"Talks must be based on existing commitments. The document known as the Geneva communiqué obligates the regime to take a number of vital steps to lessen the violence, increase the flow of aid, release prisoners and form a transitional authority. It must be clear to the regime that evading the commitments agreed to in the communiqué will have serious consequences," Louay Safi writes in the Guardian.
"Washington's theory of the case seems to be that political transition must precede all else, including those humanitarian de-escalatory steps that Kofi Annan thought had to happen first in order for serious talks about transition to take place. Mr. Kerry's words in Paris seem to suggest the belief that if Bashar al-Assad reads and understands the Final Communiqué and then sends a team to Geneva, political transition will occur as a matter of course," Frederic Hof writes for the Atlantic Council.

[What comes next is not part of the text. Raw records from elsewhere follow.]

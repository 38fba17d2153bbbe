use serde::Serialize;

use crate::models::{new_id, NotificationRecord, Task, Timestamp};

#[derive(Debug, Clone, Copy, PartialEq, Eq, Serialize)]
#[serde(rename_all = "snake_case")]
pub enum NotificationOutcome {
    Created,
    Rearmed,
    /// Already unread, snoozed, or the task has no due date.
    Suppressed,
}

impl NotificationOutcome {
    pub fn is_new(self) -> bool {
        !matches!(self, NotificationOutcome::Suppressed)
    }
}

pub fn reminder_message(task: &Task, due: Timestamp) -> String {
    format!("'{}' is due by {}.", task.title, due.format("%Y-%m-%d %H:%M"))
}

/// The notification list behind the notification center.
#[derive(Debug, Clone, Default)]
pub struct NotificationCenter {
    records: Vec<NotificationRecord>,
}

impl NotificationCenter {
    pub fn new(records: Vec<NotificationRecord>) -> Self {
        Self { records }
    }

    pub fn records(&self) -> &[NotificationRecord] {
        &self.records
    }

    pub fn unread_count(&self) -> usize {
        self.records.iter().filter(|r| !r.read).count()
    }

    /// Creates or re-arms the record for the task's current due date.
    ///
    /// A record is keyed by (task id, due date): moving the due date produces a new
    /// record, while the same due date re-arms a read record unless it is snoozed
    /// past `now`.
    pub fn record_due(&mut self, task: &Task, now: Timestamp) -> NotificationOutcome {
        let Some(due) = task.due_date else {
            return NotificationOutcome::Suppressed;
        };

        let existing = self
            .records
            .iter_mut()
            .find(|r| r.task_id == task.id && r.due_date == Some(due));

        match existing {
            Some(record) => {
                if record.snoozed_until.is_some_and(|until| until > now) || !record.read {
                    return NotificationOutcome::Suppressed;
                }
                record.task_title = task.title.clone();
                record.message = reminder_message(task, due);
                record.created_at = now;
                record.read = false;
                record.snoozed_until = None;
                NotificationOutcome::Rearmed
            }
            None => {
                self.records.push(NotificationRecord {
                    id: new_id(),
                    task_id: task.id.clone(),
                    task_title: task.title.clone(),
                    message: reminder_message(task, due),
                    due_date: Some(due),
                    created_at: now,
                    read: false,
                    snoozed_until: None,
                });
                NotificationOutcome::Created
            }
        }
    }

    fn find_mut(&mut self, id: &str) -> Option<&mut NotificationRecord> {
        self.records.iter_mut().find(|r| r.id == id)
    }

    pub fn mark_read(&mut self, id: &str, read: bool) -> bool {
        match self.find_mut(id) {
            Some(record) => {
                record.read = read;
                true
            }
            None => false,
        }
    }

    pub fn mark_all_read(&mut self) -> usize {
        let mut changed = 0;
        for record in self.records.iter_mut().filter(|r| !r.read) {
            record.read = true;
            changed += 1;
        }
        changed
    }

    /// Hides the record until `until`; a snoozed record counts as read.
    pub fn snooze(&mut self, id: &str, until: Timestamp) -> bool {
        match self.find_mut(id) {
            Some(record) => {
                record.snoozed_until = Some(until);
                record.read = true;
                true
            }
            None => false,
        }
    }

    pub fn remove(&mut self, id: &str) -> bool {
        let before = self.records.len();
        self.records.retain(|r| r.id != id);
        self.records.len() != before
    }

    pub fn clear_read(&mut self) -> usize {
        let before = self.records.len();
        self.records.retain(|r| !r.read);
        before - self.records.len()
    }

    pub fn remove_for_task(&mut self, task_id: &str) {
        self.records.retain(|r| r.task_id != task_id);
    }
}
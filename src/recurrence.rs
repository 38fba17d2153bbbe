use chrono::{Datelike, Duration, Months, Weekday};

use crate::models::{RecurrenceKind, RecurrenceRule, Timestamp};

/// Computes the raw next due date for `rule`, counted from `reference`.
///
/// The rule's end date is deliberately not applied here; callers compare the result
/// with [`RecurrenceRule::allows`] to decide whether the series has ended.
///
/// Monthly rules add calendar months and clamp to the last day of the target month
/// when the day does not exist there (Jan 31 + 1 month is Feb 29 in a leap year).
pub fn next_occurrence(rule: &RecurrenceRule, reference: Timestamp) -> Option<Timestamp> {
    let interval = rule.interval.max(1);
    match rule.kind {
        RecurrenceKind::None => None,
        RecurrenceKind::Daily => reference.checked_add_signed(Duration::days(i64::from(interval))),
        RecurrenceKind::Weekly => {
            reference.checked_add_signed(Duration::days(7 * i64::from(interval)))
        }
        RecurrenceKind::Monthly => reference.checked_add_months(Months::new(interval)),
        RecurrenceKind::Custom if rule.days_of_week.is_empty() => None,
        RecurrenceKind::Custom => next_weekday(reference, &rule.days_of_week),
    }
}

fn next_weekday(from: Timestamp, days: &[Weekday]) -> Option<Timestamp> {
    (1..=7)
        .filter_map(|offset| from.checked_add_signed(Duration::days(offset)))
        .find(|candidate| days.contains(&candidate.weekday()))
        .or_else(|| from.checked_add_signed(Duration::days(1)))
}

impl RecurrenceRule {
    pub fn every(kind: RecurrenceKind, interval: u32) -> Self {
        Self {
            kind,
            interval: interval.max(1),
            ..Self::default()
        }
    }

    pub fn on_weekdays(days: Vec<Weekday>) -> Self {
        Self {
            kind: RecurrenceKind::Custom,
            days_of_week: days,
            ..Self::default()
        }
    }

    pub fn until(mut self, end_date: chrono::NaiveDate) -> Self {
        self.end_date = Some(end_date);
        self
    }

    /// False once `next` falls on a calendar day after the end date.
    pub fn allows(&self, next: Timestamp) -> bool {
        match self.end_date {
            Some(end) => next.date() <= end,
            None => true,
        }
    }

    pub fn describe(&self) -> String {
        let every = |one: &str, many: &str| {
            if self.interval <= 1 {
                format!("Every {one}")
            } else {
                format!("Every {} {many}", self.interval)
            }
        };
        match self.kind {
            RecurrenceKind::Daily => every("day", "days"),
            RecurrenceKind::Weekly => every("week", "weeks"),
            RecurrenceKind::Monthly => every("month", "months"),
            RecurrenceKind::Custom if !self.days_of_week.is_empty() => {
                let days: Vec<String> = self.days_of_week.iter().map(|d| d.to_string()).collect();
                format!("Custom: {}", days.join(", "))
            }
            _ => "None".to_string(),
        }
    }
}
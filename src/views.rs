use std::collections::BTreeSet;

use chrono::{Datelike, NaiveDate};
use serde::{Deserialize, Serialize};

use crate::models::{HistoryStatus, KanbanColumn, Priority, Task, TaskHistoryEntry, Timestamp};

#[derive(Debug, Clone, Copy, PartialEq, Eq, Serialize, Deserialize, Default)]
#[serde(rename_all = "snake_case")]
pub enum StatusFilter {
    #[default]
    All,
    Pending,
    Completed,
}

/// The list view's filter bar.
#[derive(Debug, Clone, PartialEq, Serialize, Deserialize, Default)]
#[serde(default, rename_all = "snake_case")]
pub struct TaskFilter {
    pub status: StatusFilter,
    pub tag: Option<String>,
    pub search: String,
}

impl TaskFilter {
    pub fn matches(&self, task: &Task) -> bool {
        let status_ok = match self.status {
            StatusFilter::All => true,
            StatusFilter::Pending => !task.completed,
            StatusFilter::Completed => task.completed,
        };
        if !status_ok {
            return false;
        }

        if let Some(tag) = self.tag.as_deref().map(str::trim).filter(|t| !t.is_empty()) {
            if !task.tags.iter().any(|t| t.eq_ignore_ascii_case(tag)) {
                return false;
            }
        }

        let search = self.search.trim().to_lowercase();
        if search.is_empty() {
            return true;
        }
        task.title.to_lowercase().contains(&search)
            || task.description.to_lowercase().contains(&search)
            || task.tags.iter().any(|t| t.to_lowercase().contains(&search))
    }

    pub fn apply(&self, tasks: &[Task]) -> Vec<Task> {
        tasks.iter().filter(|t| self.matches(t)).cloned().collect()
    }

    pub fn rows(&self, tasks: &[Task]) -> Vec<TaskRow> {
        self.apply(tasks).into_iter().map(TaskRow::new).collect()
    }
}

/// A list row: the task plus its recurrence display text.
#[derive(Debug, Clone, PartialEq, Serialize)]
pub struct TaskRow {
    #[serde(flatten)]
    pub task: Task,
    pub recurrence_label: Option<String>,
}

impl TaskRow {
    pub fn new(task: Task) -> Self {
        let recurrence_label = task
            .recurrence
            .as_ref()
            .filter(|_| task.is_recurring())
            .map(|rule| rule.describe());
        Self {
            task,
            recurrence_label,
        }
    }
}

#[derive(Debug, Clone, PartialEq, Serialize)]
pub struct HistoryRow {
    #[serde(flatten)]
    pub entry: TaskHistoryEntry,
    pub status: HistoryStatus,
    pub days_to_complete: Option<f64>,
}

/// History entries with their derived status, newest first.
pub fn history_rows(history: &[TaskHistoryEntry]) -> Vec<HistoryRow> {
    let mut rows: Vec<HistoryRow> = history
        .iter()
        .map(|entry| HistoryRow {
            status: entry.status(),
            days_to_complete: entry
                .time_to_complete()
                .map(|d| d.num_seconds() as f64 / 86_400.0),
            entry: entry.clone(),
        })
        .collect();
    rows.sort_by(|a, b| b.entry.created_at.cmp(&a.entry.created_at));
    rows
}

/// A task or subtask shown on a calendar day.
#[derive(Debug, Clone, PartialEq, Serialize)]
pub struct CalendarEntry {
    pub task_id: String,
    pub subtask_index: Option<usize>,
    pub title: String,
    pub due_date: Timestamp,
    pub completed: bool,
    pub priority: Priority,
}

pub fn calendar_entries(tasks: &[Task], day: NaiveDate) -> Vec<CalendarEntry> {
    let mut entries = Vec::new();
    for task in tasks {
        if let Some(due) = task.due_date.filter(|d| d.date() == day) {
            entries.push(CalendarEntry {
                task_id: task.id.clone(),
                subtask_index: None,
                title: task.title.clone(),
                due_date: due,
                completed: task.completed,
                priority: task.priority,
            });
        }
        for (index, sub) in task.subtasks.iter().enumerate() {
            if let Some(due) = sub.due_date.filter(|d| d.date() == day) {
                entries.push(CalendarEntry {
                    task_id: task.id.clone(),
                    subtask_index: Some(index),
                    title: format!("{} • {}", task.title, sub.title),
                    due_date: due,
                    completed: sub.completed,
                    priority: sub.priority,
                });
            }
        }
    }
    entries
}

/// Days of the given month that have at least one task or subtask due.
pub fn busy_days(tasks: &[Task], year: i32, month: u32) -> Vec<NaiveDate> {
    let days: BTreeSet<NaiveDate> = tasks
        .iter()
        .flat_map(|task| {
            task.due_date
                .into_iter()
                .chain(task.subtasks.iter().filter_map(|sub| sub.due_date))
        })
        .map(|due| due.date())
        .filter(|day| day.year() == year && day.month() == month)
        .collect();
    days.into_iter().collect()
}

#[derive(Debug, Clone, PartialEq, Serialize)]
pub struct KanbanLane {
    pub column: KanbanColumn,
    pub tasks: Vec<Task>,
}

/// Groups tasks into one lane per column by status tag, each lane ordered by
/// `sort_order`. Tasks without a status tag are treated as "New".
pub fn kanban_board(tasks: &[Task], columns: &[KanbanColumn]) -> Vec<KanbanLane> {
    let mut columns = columns.to_vec();
    columns.sort_by_key(|c| c.display_order);
    columns
        .into_iter()
        .map(|column| {
            let mut lane: Vec<Task> = tasks
                .iter()
                .filter(|t| t.status().eq_ignore_ascii_case(&column.name))
                .cloned()
                .collect();
            lane.sort_by_key(|t| t.sort_order);
            KanbanLane { column, tasks: lane }
        })
        .collect()
}

/// Distinct non-blank tags, compared and sorted case-insensitively; the first
/// spelling seen wins.
pub fn tag_options(tasks: &[Task]) -> Vec<String> {
    let mut seen = BTreeSet::new();
    let mut tags = Vec::new();
    for tag in tasks.iter().flat_map(|t| t.tags.iter()) {
        let tag = tag.trim();
        if tag.is_empty() {
            continue;
        }
        if seen.insert(tag.to_lowercase()) {
            tags.push(tag.to_string());
        }
    }
    tags.sort_by_key(|t| t.to_lowercase());
    tags
}
use std::sync::OnceLock;

use chrono::{Datelike, Duration, NaiveDate, NaiveTime, Weekday};
use regex::Regex;
use serde::Serialize;

use crate::models::{Priority, Timestamp};

/// Fields extracted from a one-line task description such as
/// `"pay rent tomorrow 9am #home !high"`.
#[derive(Debug, Clone, PartialEq, Serialize)]
pub struct ParsedTask {
    pub title: String,
    pub due_date: Option<Timestamp>,
    pub tags: Vec<String>,
    pub priority: Priority,
}

const DATE_FORMATS: [&str; 3] = ["%Y-%m-%d", "%m/%d/%Y", "%d/%m/%Y"];

fn time_pattern() -> &'static Regex {
    static PATTERN: OnceLock<Regex> = OnceLock::new();
    PATTERN.get_or_init(|| {
        Regex::new(r"(?i)^(\d{1,2})(?::(\d{2}))?(am|pm)?$").expect("valid quick add time regex")
    })
}

/// Parses quick-add input relative to `today`.
///
/// Recognised tokens are removed from the title; the last date and the last time
/// win. A time without a date lands on `today`, a date without a time at midnight.
pub fn parse(input: &str, today: NaiveDate) -> ParsedTask {
    let mut title = Vec::new();
    let mut tags = Vec::new();
    let mut priority = Priority::Medium;
    let mut date = None;
    let mut time = None;

    for token in input.split_whitespace() {
        if let Some(tag) = token.strip_prefix('#') {
            if !tag.is_empty() {
                tags.push(tag.to_string());
            }
            continue;
        }
        if let Some(level) = token.strip_prefix('!') {
            priority = match level.to_lowercase().as_str() {
                "high" | "h" => Priority::High,
                "low" | "l" => Priority::Low,
                _ => Priority::Medium,
            };
            continue;
        }
        if let Some(day) = relative_date(&token.to_lowercase(), today) {
            date = Some(day);
            continue;
        }
        if let Some(at) = parse_time(token) {
            time = Some(at);
            continue;
        }
        if let Some(day) = explicit_date(token) {
            date = Some(day);
            continue;
        }
        title.push(token);
    }

    let due_date = match (date, time) {
        (Some(day), Some(at)) => Some(day.and_time(at)),
        (Some(day), None) => Some(day.and_time(NaiveTime::MIN)),
        (None, Some(at)) => Some(today.and_time(at)),
        (None, None) => None,
    };

    ParsedTask {
        title: title.join(" "),
        due_date,
        tags,
        priority,
    }
}

fn relative_date(token: &str, today: NaiveDate) -> Option<NaiveDate> {
    let weekday = match token {
        "today" => return Some(today),
        "tomorrow" | "tmr" => return today.succ_opt(),
        "monday" | "mon" => Weekday::Mon,
        "tuesday" | "tue" => Weekday::Tue,
        "wednesday" | "wed" => Weekday::Wed,
        "thursday" | "thu" => Weekday::Thu,
        "friday" | "fri" => Weekday::Fri,
        "saturday" | "sat" => Weekday::Sat,
        "sunday" | "sun" => Weekday::Sun,
        _ => return None,
    };
    Some(next_weekday(today, weekday))
}

/// The next `weekday` strictly after `today`.
fn next_weekday(today: NaiveDate, weekday: Weekday) -> NaiveDate {
    let ahead = (weekday.num_days_from_monday() + 7 - today.weekday().num_days_from_monday()) % 7;
    let ahead = if ahead == 0 { 7 } else { ahead };
    today + Duration::days(i64::from(ahead))
}

fn parse_time(token: &str) -> Option<NaiveTime> {
    let caps = time_pattern().captures(token)?;
    let mut hour: u32 = caps.get(1)?.as_str().parse().ok()?;
    let minute: u32 = match caps.get(2) {
        Some(m) => m.as_str().parse().ok()?,
        None => 0,
    };
    match caps.get(3).map(|m| m.as_str().to_lowercase()).as_deref() {
        Some("pm") if hour < 12 => hour += 12,
        Some("am") if hour == 12 => hour = 0,
        _ => {}
    }
    NaiveTime::from_hms_opt(hour, minute, 0)
}

fn explicit_date(token: &str) -> Option<NaiveDate> {
    DATE_FORMATS
        .iter()
        .find_map(|format| NaiveDate::parse_from_str(token, format).ok())
}
use crate::models::{Task, Timestamp};

#[cfg(all(feature = "app", not(test)))]
use tauri::{
    menu::{Menu, MenuItem},
    tray::{MouseButton, MouseButtonState, TrayIconBuilder, TrayIconEvent},
    App, AppHandle, Manager, Runtime,
};

#[cfg(all(feature = "app", not(test)))]
const TRAY_ID: &str = "main";

#[cfg(all(feature = "app", not(test)))]
fn show_main_window<R: Runtime>(app: &AppHandle<R>) {
    if let Some(window) = app.get_webview_window("main") {
        if let Err(err) = window.unminimize() {
            log::warn!("tray: failed to unminimize main window: {err}");
        }
        if let Err(err) = window.show() {
            log::warn!("tray: failed to show main window: {err}");
        }
        if let Err(err) = window.set_focus() {
            log::warn!("tray: failed to focus main window: {err}");
        }
    } else {
        log::warn!("tray: main window missing");
    }
}

#[cfg(all(feature = "app", not(test)))]
pub fn init_tray(app: &mut App, tooltip: &str) -> Result<(), Box<dyn std::error::Error>> {
    let icon = app.default_window_icon().cloned().ok_or_else(|| {
        std::io::Error::new(
            std::io::ErrorKind::NotFound,
            "default window icon is missing",
        )
    })?;

    let show_main = MenuItem::with_id(app, "show_main", "Open TaskDesk", true, None::<&str>)?;
    let quit = MenuItem::with_id(app, "quit", "Exit", true, None::<&str>)?;
    let menu = Menu::with_items(app, &[&show_main, &quit])?;

    let _tray = TrayIconBuilder::with_id(TRAY_ID)
        .icon(icon)
        .tooltip(tooltip)
        .menu(&menu)
        .show_menu_on_left_click(false)
        .on_menu_event(|app, event| {
            let id = event.id.as_ref();
            log::info!("tray: menu_event id={id}");
            match id {
                "quit" => app.exit(0),
                "show_main" => show_main_window(app),
                _ => {}
            }
        })
        .on_tray_icon_event(|tray, event| {
            if let TrayIconEvent::Click {
                button: MouseButton::Left,
                button_state: MouseButtonState::Up,
                ..
            } = event
            {
                log::info!("tray: left_click");
                show_main_window(tray.app_handle());
            }
        })
        .build(app)?;

    Ok(())
}

#[cfg(all(feature = "app", not(test)))]
pub fn update_tray<R: Runtime>(app: &AppHandle<R>, tooltip: &str) {
    if let Some(tray) = app.tray_by_id(TRAY_ID) {
        if let Err(err) = tray.set_tooltip(Some(tooltip)) {
            log::warn!("tray: failed to update tooltip: {err}");
        }
    }
}

/// Open tasks that are overdue or due later today.
pub fn pending_count_at(tasks: &[Task], now: Timestamp) -> usize {
    let today = now.date();
    tasks
        .iter()
        .filter(|task| !task.completed)
        .filter_map(|task| task.due_date)
        .filter(|due| *due < now || due.date() == today)
        .count()
}

pub fn tray_tooltip(pending: usize, unread: usize) -> String {
    if unread == 0 {
        format!("TaskDesk - Pending: {pending}")
    } else {
        format!("TaskDesk - Pending: {pending}, Unread: {unread}")
    }
}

"If we continue to delay military action, we will have to intervene with greater force when the carnage spreads to Lebanon, Israel, Jordan, Turkey and Iraq. Indeed, Lebanon, following the collapse of former Prime Minister Najib Mikati's government, is already on the brink of civil war as direct intervention in Syria by Hezbollah, Iran's Lebanese proxy, to prevent Assad's overthrow has exacerbated the country's own longstanding sectarian tensions," Turki al-Faisal writes in the Moscow Times.
The eurozone grew for the second consecutive quarter, but expansion slowed to 0.1 percent in the third quarter, down from 0.3 percent in the earlier period (AFP). Economies in France and Italy contracted 0.1 percent, while German growth slowed to 0.3 percent.